Analysis by pregnancy will often give a different risk estimate than assuming independence. For example, if one of every pair of twins died, this method would suggest 100% death, compared with 50% if all babies were included in the analysis. It addresses the mothers' risk of having one or more babies that die, rather than the babies' risk of death.

A further method that has also been used3 is to select at random one infant from each multiple pregnancy for inclusion in the analysis (random selection). This avoids including non-independent data, but again it excludes some babies from the analysis, and therefore some data are collected but not used. As for analysis by pregnancy, the sample size for this method will be equal to the number of women recruited, as only one baby from each pregnancy is included.

The random selection element in this method means that the result will not be exactly the same if the analysis is repeated. If there is, in reality, no difference between the groups, it is possible that, by chance, random selection will produce a spurious large difference. Similarly, a real difference may be obscured. These misleading results will be rare, but may not be detected unless the analysis is repeated several times. This then raises the issue of which result should be presented in the trial's publication.

The range of possible results that the random selection can give is constrained by the number of multiple pregnancies that all have the same outcome. For example, if among 20 sets of twins, in 8 sets both babies died, and in the remaining 12 sets, both survived, then random selection of one baby from each pair of twins will always find that 8/20 babies died. However, if the 16 deaths occurred in 16 different twin pregnancies (i.e. in 16 pregnancies, 1 baby died and in 4 neither died), then the random selection could produce anywhere between 0 and 16 deaths from the 20 sets of twins, with the average being 8.

In a trial comparing two groups, there is therefore a range of possible results (odds ratios or relative risks) using this method. There will be an “average” result, when each group has the average number of outcomes, and two extremes, which occur when the maximum possible number of outcomes are selected by chance in one group and the minimum possible in the other, and vice versa.

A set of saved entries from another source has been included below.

impl EntityGraph {
    pub fn entity(&self, kind: EntityKind) -> &EntityDescriptor {
        // every kind is registered in build()
        &self.entities[&kind]
    }

    pub fn edge(&self, id: EdgeId) -> &RelationEdge {
        &self.edges[&id]
    }

    pub fn edges(&self) -> impl Iterator<Item = &RelationEdge> {
        self.edges.values()
    }

    pub fn root(&self, name: &str) -> Option<&RootField> {
        self.roots.iter().find(|root| root.name == name)
    }

    pub fn mutation(&self, name: &str) -> Option<&MutationField> {
        self.mutations.iter().find(|mutation| mutation.name == name)
    }

    /// Find a field of an object type by name
    pub fn field(&self, kind: EntityKind, name: &str) -> Option<FieldDef<'_>> {
        let descriptor = self.entity(kind);
        if let Some(scalar) = descriptor.scalars.iter().find(|s| s.name == name) {
            return Some(FieldDef::Scalar(scalar));
        }
        descriptor
            .relations
            .iter()
            .map(|id| self.edge(*id))
            .find(|edge| edge.field == name)
            .map(FieldDef::Relation)
    }

    fn build() -> Self {
        let entities = [
            EntityDescriptor {
                kind: EntityKind::User,
                scalars: vec![
                    scalar("id", ScalarKind::Uuid, |e| key_value(e.key())),
                    scalar("name", ScalarKind::String, |e| {
                        e.as_user().map_or(Value::Null, |u| json!(u.name))
                    }),
                    scalar("balance", ScalarKind::Float, |e| {
                        e.as_user().map_or(Value::Null, |u| json!(u.balance))
                    }),
                ],
                relations: vec![
                    EdgeId::UserProfile,
                    EdgeId::UserPosts,
                    EdgeId::UserSubscribedTo,
                    EdgeId::SubscribedToUser,
                ],
            },
            EntityDescriptor {
                kind: EntityKind::Post,
                scalars: vec![
                    scalar("id", ScalarKind::Uuid, |e| key_value(e.key())),
                    scalar("title", ScalarKind::String, |e| {
                        e.as_post().map_or(Value::Null, |p| json!(p.title))
                    }),
                    scalar("content", ScalarKind::String, |e| {
                        e.as_post().map_or(Value::Null, |p| json!(p.content))
                    }),
                    scalar("authorId", ScalarKind::Uuid, |e| {
                        optional_key(e.as_post().and_then(|p| p.author_id))
                    }),
                ],
                relations: vec![EdgeId::PostAuthor],
            },
            EntityDescriptor {
                kind: EntityKind::Profile,
                scalars: vec![
                    scalar("id", ScalarKind::Uuid, |e| key_value(e.key())),
                    scalar("isMale", ScalarKind::Boolean, |e| {
                        e.as_profile().map_or(Value::Null, |p| json!(p.is_male))
                    }),
                    scalar("yearOfBirth", ScalarKind::Int, |e| {
                        e.as_profile().map_or(Value::Null, |p| json!(p.year_of_birth))
                    }),
                    scalar("userId", ScalarKind::Uuid, |e| {
                        optional_key(e.as_profile().and_then(|p| p.user_id))
                    }),
                    scalar("memberTypeId", ScalarKind::MemberTypeId, |e| {
                        optional_key(e.as_profile().and_then(|p| p.member_type_id))
                    }),
                ],
                relations: vec![EdgeId::ProfileUser, EdgeId::ProfileMemberType],
            },
            EntityDescriptor {
                kind: EntityKind::MemberType,
                scalars: vec![
                    scalar("id", ScalarKind::MemberTypeId, |e| key_value(e.key())),
                    scalar("discount", ScalarKind::Float, |e| {
                        e.as_member_type().map_or(Value::Null, |m| json!(m.discount))
                    }),
                    scalar("postsLimitPerMonth", ScalarKind::Int, |e| {
                        e.as_member_type()
                            .map_or(Value::Null, |m| json!(m.posts_limit_per_month))
                    }),
                ],
                relations: vec![],
            },
        ];

        let edges = [
            RelationEdge {
                id: EdgeId::PostAuthor,
                field: "author",
                source: EntityKind::Post,
                target: EntityKind::User,
                cardinality: Cardinality::Single,
                existence: Existence::Optional,
                lookup: Lookup::PrimaryKey,
                source_key: |e| ForeignKey::PostAuthor.read(e),
            },
            RelationEdge {
                id: EdgeId::UserPosts,
                field: "posts",
                source: EntityKind::User,
                target: EntityKind::Post,
                cardinality: Cardinality::List,
                existence: Existence::Optional,
                lookup: Lookup::ForeignKey(ForeignKey::PostAuthor),
                source_key: |e| Some(e.key()),
            },
            RelationEdge {
                id: EdgeId::UserProfile,
                field: "profile",
                source: EntityKind::User,
                target: EntityKind::Profile,
                cardinality: Cardinality::Single,
                existence: Existence::Optional,
                lookup: Lookup::ForeignKey(ForeignKey::ProfileUser),
                source_key: |e| Some(e.key()),
            },
            RelationEdge {
                id: EdgeId::ProfileUser,
                field: "user",
                source: EntityKind::Profile,
                target: EntityKind::User,
                cardinality: Cardinality::Single,
                existence: Existence::Required,
                lookup: Lookup::PrimaryKey,
                source_key: |e| ForeignKey::ProfileUser.read(e),
            },
            RelationEdge {
                id: EdgeId::ProfileMemberType,
                field: "memberType",
                source: EntityKind::Profile,
                target: EntityKind::MemberType,
                cardinality: Cardinality::Single,
                existence: Existence::Optional,
                lookup: Lookup::PrimaryKey,
                source_key: |e| e.as_profile()?.member_type_id.map(EntityKey::from),
            },
            RelationEdge {
                id: EdgeId::UserSubscribedTo,
                field: "userSubscribedTo",
                source: EntityKind::User,
                target: EntityKind::User,
                cardinality: Cardinality::List,
                existence: Existence::Optional,
                lookup: Lookup::Subscription(JoinDirection::SubscribedTo),
                source_key: |e| Some(e.key()),
            },
            RelationEdge {
                id: EdgeId::SubscribedToUser,
                field: "subscribedToUser",
                source: EntityKind::User,
                target: EntityKind::User,
                cardinality: Cardinality::List,
                existence: Existence::Optional,
                lookup: Lookup::Subscription(JoinDirection::Subscribers),
                source_key: |e| Some(e.key()),
            },
        ];

        let roots = vec![
            root("users", EntityKind::User, RootAccess::All),
            root("user", EntityKind::User, RootAccess::ById(Existence::Optional)),
            root("posts", EntityKind::Post, RootAccess::All),
            root("post", EntityKind::Post, RootAccess::ById(Existence::Optional)),
            root("profiles", EntityKind::Profile, RootAccess::All),
            root(
                "profile",
                EntityKind::Profile,
                RootAccess::ById(Existence::Optional),
            ),
            root("memberTypes", EntityKind::MemberType, RootAccess::All),
            root(
                "memberType",
                EntityKind::MemberType,
                RootAccess::ById(Existence::Required),
            ),
        ];

        let uuid = |name: &'static str| argument(name, ArgumentType::Scalar(ScalarKind::Uuid));
        let dto = |input: &'static InputObject| argument("dto", ArgumentType::Input(input));
        let user = Some(EntityKind::User);
        let post = Some(EntityKind::Post);
        let profile = Some(EntityKind::Profile);
        let mutations = vec![
            mutation("createUser", MutationOp::CreateUser, user, vec![dto(&CREATE_USER_INPUT)]),
            mutation(
                "changeUser",
                MutationOp::ChangeUser,
                user,
                vec![uuid("id"), dto(&CHANGE_USER_INPUT)],
            ),
            mutation("deleteUser", MutationOp::DeleteUser, None, vec![uuid("id")]),
            mutation("createPost", MutationOp::CreatePost, post, vec![dto(&CREATE_POST_INPUT)]),
            mutation(
                "changePost",
                MutationOp::ChangePost,
                post,
                vec![uuid("id"), dto(&CHANGE_POST_INPUT)],
            ),
            mutation("deletePost", MutationOp::DeletePost, None, vec![uuid("id")]),
            mutation(
                "createProfile",
                MutationOp::CreateProfile,
                profile,
                vec![dto(&CREATE_PROFILE_INPUT)],
            ),
            mutation(
                "changeProfile",
                MutationOp::ChangeProfile,
                profile,
                vec![uuid("id"), dto(&CHANGE_PROFILE_INPUT)],
            ),
            mutation("deleteProfile", MutationOp::DeleteProfile, None, vec![uuid("id")]),
            mutation(
                "subscribeTo",
                MutationOp::SubscribeTo,
                user,
                vec![uuid("userId"), uuid("authorId")],
            ),
            mutation(
                "unsubscribeFrom",
                MutationOp::UnsubscribeFrom,
                None,
                vec![uuid("userId"), uuid("authorId")],
            ),
        ];

        Self {
            entities: entities.into_iter().map(|d| (d.kind, d)).collect(),
            edges: edges.into_iter().map(|e| (e.id, e)).collect(),
            roots,
            mutations,
        }
    }
}

fn scalar(name: &'static str, kind: ScalarKind, read: fn(&Entity) -> Value) -> ScalarField {
    ScalarField { name, kind, read }
}

fn root(name: &'static str, kind: EntityKind, access: RootAccess) -> RootField {
    RootField { name, kind, access }
}

fn argument(name: &'static str, ty: ArgumentType) -> ArgumentDef {
    ArgumentDef { name, ty }
}

fn mutation(
    name: &'static str,
    op: MutationOp,
    returns: Option<EntityKind>,
    arguments: Vec<ArgumentDef>,
) -> MutationField {
    MutationField {
        name,
        op,
        returns,
        arguments,
    }
}

fn key_value(key: EntityKey) -> Value {
    Value::String(key.to_string())
}

fn optional_key<K: Into<EntityKey>>(key: Option<K>) -> Value {
    key.map_or(Value::Null, |key| key_value(key.into()))
}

Further analytical methods have been proposed for taking account of non-independence between data points.4–6 These have dealt with situations, such as ophthalmology, where each individual can contribute one or two eyes to an analysis, or dental data, where several data points may be provided by each subject. These situations, and trials that include multiple pregnancies, are similar to cluster randomised trials, where groups of participants, or “clusters” (e.g. GP surgeries, villages, towns, schools or patients of a single consultant), are randomly allocated to the interventions being compared.7 In perinatal trials, each woman can be regarded as a cluster, with the number of individuals in the cluster being equal to the number of fetuses in her pregnancy. These clusters are much smaller than those in many cluster randomised trials where clusters may include hundreds or even thousands of individuals, but the principle of adjustment of the analyses to take account of similarity between members of the same cluster is exactly the same.

Donner and Klar8 present methods for analysis of cluster randomised trials, which can be directly applied to data from trials including multiple pregnancies. The calculations are relatively straightforward and can be carried out on a spreadsheet and are also implemented in the ACLUSTER software program.9 The methods include appropriate methods for calculation of the odds ratio and confidence intervals, which are most suitable for analysis of randomised controlled trials (see Appendix 1). They also provide methods for calculating adjusted χ2 statistics to take account of clustering, but these are not considered further.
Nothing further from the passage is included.